Just to save our readers the trouble of finding it themselves, or remembering to go check today, if you liked the article I linked yesterday about the military’s struggles with providing adequate mental health care to returning war vets, here’s today’s column.

Soldiers face considerable stigma for seeking mental healthcare in some Army units. Old habits die hard, according to the Fort Carson commander, Maj. Gen. Mark Graham, a man with a reputation for working to fix these problems at his post. “We are trying to say that it is a sign of strength and not weakness to come forward and get help.”

“What I tell the [officers and non-coms in combat units] is, ‘You are not medical professionals. You are not the people that can treat and diagnose this.’ So, [their job] is to be caring and compassionate for our soldiers and make sure they get the medical care they need.”

“I do think we are making some progress,” said Graham, describing the erasure of the stigma for seeking mental healthcare as a top priority. “It is certainly not fast enough for any of us … It takes time and it takes consistency from the entire Army.”

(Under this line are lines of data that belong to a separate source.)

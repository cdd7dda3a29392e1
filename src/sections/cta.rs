use super::REPO_URL;
use leptos::prelude::*;

#[component]
pub fn CallToAction(set_open: WriteSignal<bool>) -> impl IntoView {
    view! {
        <section class="cta">
            <div class="container">
                <h2 class="section-title">"AIとの開発を最適化する準備はできましたか？"</h2>
                <p class="cta-description">
                    "Context Generatorで、あなたの開発プロセスを革新しましょう。"
                </p>
                <div class="cta-actions">
                    <button class="cta-open btn btn-primary btn-large" on:click=move |_| set_open.set(true)>
                        "今すぐ始める →"
                    </button>
                    <a href=REPO_URL target="_blank" class="btn btn-secondary">
                        "View on GitHub →"
                    </a>
                </div>
            </div>
        </section>
    }
}
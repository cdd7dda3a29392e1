//! Browser tests for the overlay toggle and the stateless display cards.
//!
//! Run with `wasm-pack test --headless --chrome` (or `--firefox`).

#![cfg(target_arch = "wasm32")]

use context_generator_landing::App;
use context_generator_landing::sections::{Feature, Testimonial};
use leptos::prelude::*;
use wasm_bindgen::JsCast;
use wasm_bindgen_test::*;

wasm_bindgen_test_configure!(run_in_browser);

fn document() -> web_sys::Document {
    web_sys::window().unwrap().document().unwrap()
}

fn test_root() -> web_sys::HtmlElement {
    let doc = document();
    let el = doc
        .create_element("div")
        .unwrap()
        .dyn_into::<web_sys::HtmlElement>()
        .unwrap();
    doc.body().unwrap().append_child(&el).unwrap();
    el
}

fn click(selector: &str) {
    document()
        .query_selector(selector)
        .unwrap()
        .unwrap()
        .dyn_into::<web_sys::HtmlElement>()
        .unwrap()
        .click();
}

fn overlay_count() -> u32 {
    document().query_selector_all(".overlay").unwrap().length()
}

/// Lets queued reactive effects flush before asserting on the DOM.
async fn tick() {
    for _ in 0..2 {
        let promise = js_sys::Promise::resolve(&wasm_bindgen::JsValue::NULL);
        let _ = wasm_bindgen_futures::JsFuture::from(promise).await;
    }
}

#[wasm_bindgen_test]
async fn overlay_hidden_on_initial_render() {
    let root = test_root();
    let handle = leptos::mount::mount_to(root.clone(), || view! { <App/> });
    tick().await;

    assert!(document().query_selector(".overlay").unwrap().is_none());

    drop(handle);
    root.remove();
}

#[wasm_bindgen_test]
async fn open_trigger_shows_launch_instructions() {
    let root = test_root();
    let handle = leptos::mount::mount_to(root.clone(), || view! { <App/> });
    tick().await;

    click(".header-cta");
    tick().await;

    let overlay = document().query_selector(".overlay").unwrap();
    let text = overlay
        .expect("overlay should be in the DOM after an open trigger")
        .text_content()
        .unwrap_or_default();
    assert!(text.contains("アプリケーションの起動方法"));
    assert!(text.contains("git clone https://github.com/noricha-vr/ContextGenerator.git"));
    assert!(text.contains("cd ContextGenerator"));
    assert!(text.contains("python gui.py"));

    drop(handle);
    root.remove();
}

#[wasm_bindgen_test]
async fn close_control_hides_overlay() {
    let root = test_root();
    let handle = leptos::mount::mount_to(root.clone(), || view! { <App/> });
    tick().await;

    click(".hero-cta");
    tick().await;
    assert_eq!(overlay_count(), 1);

    click(".overlay-close");
    tick().await;
    assert_eq!(overlay_count(), 0);

    drop(handle);
    root.remove();
}

#[wasm_bindgen_test]
async fn repeated_opens_keep_a_single_overlay() {
    let root = test_root();
    let handle = leptos::mount::mount_to(root.clone(), || view! { <App/> });
    tick().await;

    click(".header-cta");
    tick().await;
    click(".cta-open");
    tick().await;

    assert_eq!(overlay_count(), 1);

    drop(handle);
    root.remove();
}

#[wasm_bindgen_test]
async fn reopening_after_close_works() {
    let root = test_root();
    let handle = leptos::mount::mount_to(root.clone(), || view! { <App/> });
    tick().await;

    click(".header-cta");
    tick().await;
    click(".overlay-close");
    tick().await;
    click(".header-cta");
    tick().await;

    assert_eq!(overlay_count(), 1);

    drop(handle);
    root.remove();
}

#[wasm_bindgen_test]
async fn feature_card_renders_identically_for_identical_inputs() {
    let a = test_root();
    let b = test_root();
    let ha = leptos::mount::mount_to(a.clone(), || {
        view! { <Feature icon="⚡" title="ワンクリック要約" description="集約"/> }
    });
    let hb = leptos::mount::mount_to(b.clone(), || {
        view! { <Feature icon="⚡" title="ワンクリック要約" description="集約"/> }
    });
    tick().await;

    assert!(a.inner_html().contains("ワンクリック要約"));
    assert_eq!(a.inner_html(), b.inner_html());

    drop(ha);
    drop(hb);
    a.remove();
    b.remove();
}

#[wasm_bindgen_test]
async fn testimonial_renders_identically_for_identical_inputs() {
    let a = test_root();
    let b = test_root();
    let ha = leptos::mount::mount_to(a.clone(), || {
        view! { <Testimonial quote="良いツール" author="Taro" role="Senior Developer"/> }
    });
    let hb = leptos::mount::mount_to(b.clone(), || {
        view! { <Testimonial quote="良いツール" author="Taro" role="Senior Developer"/> }
    });
    tick().await;

    assert!(a.inner_html().contains("Taro"));
    assert_eq!(a.inner_html(), b.inner_html());

    drop(ha);
    drop(hb);
    a.remove();
    b.remove();
}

“Any death is regrettable,” said Col. Elspeth Ritchie, the Army’s top psychiatrist, in an interview. “And certainly suicide — which is something I’ve been looking into very closely — is extremely tragic for all concerned and we always go back and say, ‘How could this have been prevented? What could we have done better?'” Ritchie reels off a laundry list of initiatives for improving Army mental healthcare, like the establishment of a 24-7 hotline for soldiers to help arrange counseling and a new policy, started in the spring of 2008, to ensure that seeking mental healthcare won’t mess up a soldier’s security clearance. The Army’s most recent study of mental health issues in Iraq and Afghanistan showed improvements on decreasing stigma. “The trend is the direction we’d like it to go in,” said Ritchie.